Saved entries:
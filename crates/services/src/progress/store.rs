use stepwise_core::model::{Guide, ProgressMap};
use storage::ProgressRepository;
use tracing::{debug, warn};

use super::stats::ProgressStats;
use super::view::StepView;
use crate::confirm::{Confirm, RESET_PROMPT};

//
// ─── STORE ─────────────────────────────────────────────────────────────────────
//

/// Completion flags and cursor for one guide being stepped through.
///
/// Every change to the flags is written through to the repository on a
/// best-effort basis: storage failures are logged and otherwise ignored, so
/// the in-memory state stays authoritative for the session. No operation here
/// returns an error.
pub struct StepProgressStore {
    guide: Guide,
    progress: ProgressMap,
    cursor: usize,
    repo: ProgressRepository,
    confirm: Box<dyn Confirm>,
}

impl StepProgressStore {
    /// Build a store for `guide`, restoring any saved progress.
    #[must_use]
    pub fn new(guide: Guide, repo: ProgressRepository, confirm: impl Confirm + 'static) -> Self {
        let progress = load_progress(&repo, &guide);
        Self {
            guide,
            progress,
            cursor: 0,
            repo,
            confirm: Box::new(confirm),
        }
    }

    /// Switch to `guide` (or reload the same one): progress is read back from
    /// storage and the cursor returns to the first step.
    pub fn initialize(&mut self, guide: Guide) {
        self.progress = load_progress(&self.repo, &guide);
        self.guide = guide;
        self.cursor = 0;
    }

    #[must_use]
    pub fn guide(&self) -> &Guide {
        &self.guide
    }

    #[must_use]
    pub fn progress(&self) -> &ProgressMap {
        &self.progress
    }

    #[must_use]
    pub fn cursor(&self) -> usize {
        self.cursor
    }

    #[must_use]
    pub fn is_checked(&self, index: usize) -> bool {
        index < self.guide.len() && self.progress.is_checked(index)
    }

    /// Flip the completion flag of step `index`.
    ///
    /// Returns `false` without touching anything if `index` is not a step of
    /// the current guide.
    pub fn toggle_step(&mut self, index: usize) -> bool {
        if index >= self.guide.len() {
            debug!(guide_id = %self.guide.id(), index, "ignoring toggle outside guide");
            return false;
        }
        let checked = self.progress.toggle(index);
        debug!(guide_id = %self.guide.id(), index, checked, "toggled step");
        self.persist();
        true
    }

    /// Toggle the step under the cursor. No-op for a guide without steps.
    pub fn toggle_current(&mut self) -> bool {
        self.toggle_step(self.cursor)
    }

    /// Mark every step complete in a single update.
    pub fn mark_all_complete(&mut self) {
        self.progress = ProgressMap::all_checked(self.guide.len());
        debug!(guide_id = %self.guide.id(), total = self.guide.len(), "marked all steps complete");
        self.persist();
    }

    /// Ask for confirmation, then wipe progress, rewind the cursor and drop
    /// the saved entry. Returns whether the reset happened.
    pub fn reset_progress(&mut self) -> bool {
        if !self.confirm.confirm(RESET_PROMPT) {
            debug!(guide_id = %self.guide.id(), "reset declined");
            return false;
        }

        self.progress.clear();
        self.cursor = 0;
        if let Err(err) = self.repo.clear(self.guide.id()) {
            warn!(guide_id = %self.guide.id(), error = %err, "failed to remove saved step progress");
        }
        debug!(guide_id = %self.guide.id(), "progress reset");
        true
    }

    /// Move to the next step. Returns `false` at the last step.
    pub fn advance(&mut self) -> bool {
        if self.cursor + 1 >= self.guide.len() {
            return false;
        }
        self.cursor += 1;
        true
    }

    /// Move to the previous step. Returns `false` at the first step.
    pub fn retreat(&mut self) -> bool {
        if self.cursor == 0 {
            return false;
        }
        self.cursor -= 1;
        true
    }

    #[must_use]
    pub fn stats(&self) -> ProgressStats {
        ProgressStats::compute(&self.guide, &self.progress)
    }

    /// True once every step is checked (never for an empty guide).
    #[must_use]
    pub fn is_complete(&self) -> bool {
        self.stats().is_complete()
    }

    /// Whether "complete all" would change anything.
    #[must_use]
    pub fn can_mark_all(&self) -> bool {
        self.progress.completed_count(self.guide.len()) < self.guide.len()
    }

    #[must_use]
    pub fn current_step(&self) -> Option<StepView<'_>> {
        let step = self.guide.step(self.cursor)?;
        Some(StepView {
            index: self.cursor,
            number: self.cursor + 1,
            step,
            checked: self.progress.is_checked(self.cursor),
            can_retreat: self.cursor > 0,
            can_advance: self.cursor + 1 < self.guide.len(),
        })
    }

    fn persist(&self) {
        if let Err(err) = self.repo.save(self.guide.id(), &self.progress) {
            warn!(guide_id = %self.guide.id(), error = %err, "failed to save step progress");
        }
    }
}

fn load_progress(repo: &ProgressRepository, guide: &Guide) -> ProgressMap {
    match repo.load(guide.id()) {
        Ok(Some(progress)) => progress,
        Ok(None) => ProgressMap::new(),
        Err(err) => {
            warn!(guide_id = %guide.id(), error = %err, "discarding unreadable step progress");
            ProgressMap::new()
        }
    }
}

//
// ─── TESTS ─────────────────────────────────────────────────────────────────────
//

About this exercise: Would you copy every line of the entries in which "without" appears?

Your solution:
    /// Returns `false` without touching anything if `index` is not a step of
    /// Toggle the step under the cursor. No-op for a guide without steps.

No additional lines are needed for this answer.